[[ Data shown, beginning ]]
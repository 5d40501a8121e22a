use chrono::{DateTime, Utc};
use serde::{Deserialize, Serialize};

use crate::model::common::{Ballot, BallotId, Candidate, CandidateId};

/// The candidate a voter wishes to vote for.
#[derive(Debug, Clone, PartialEq, Eq, Serialize, Deserialize)]
pub struct VoteRequest {
    pub candidate_id: CandidateId,
}

/// Proof handed back to the voter once their ballot is accepted.
#[derive(Debug, Clone, PartialEq, Eq, Serialize, Deserialize)]
pub struct Receipt {
    pub ballot_id: BallotId,
    pub candidate: Candidate,
    pub timestamp: DateTime<Utc>,
}

impl Receipt {
    pub fn new(ballot: Ballot, candidate: Candidate) -> Self {
        Self {
            ballot_id: ballot.id,
            candidate,
            timestamp: ballot.timestamp,
        }
    }
}

/// A voter's recorded ballot and who it was for.
#[derive(Debug, Clone, PartialEq, Eq, Serialize, Deserialize)]
pub struct VoterBallot {
    pub ballot: Ballot,
    pub candidate: Candidate,
}

impl From<(Ballot, Candidate)> for VoterBallot {
    fn from((ballot, candidate): (Ballot, Candidate)) -> Self {
        Self { ballot, candidate }
    }
}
[[ Data shown, end ]]
> _What is needed_:
Filter the entries above and return only the lines holding "VoterBallot".

> _Your solution_:
pub struct VoterBallot {
impl From<(Ballot, Candidate)> for VoterBallot {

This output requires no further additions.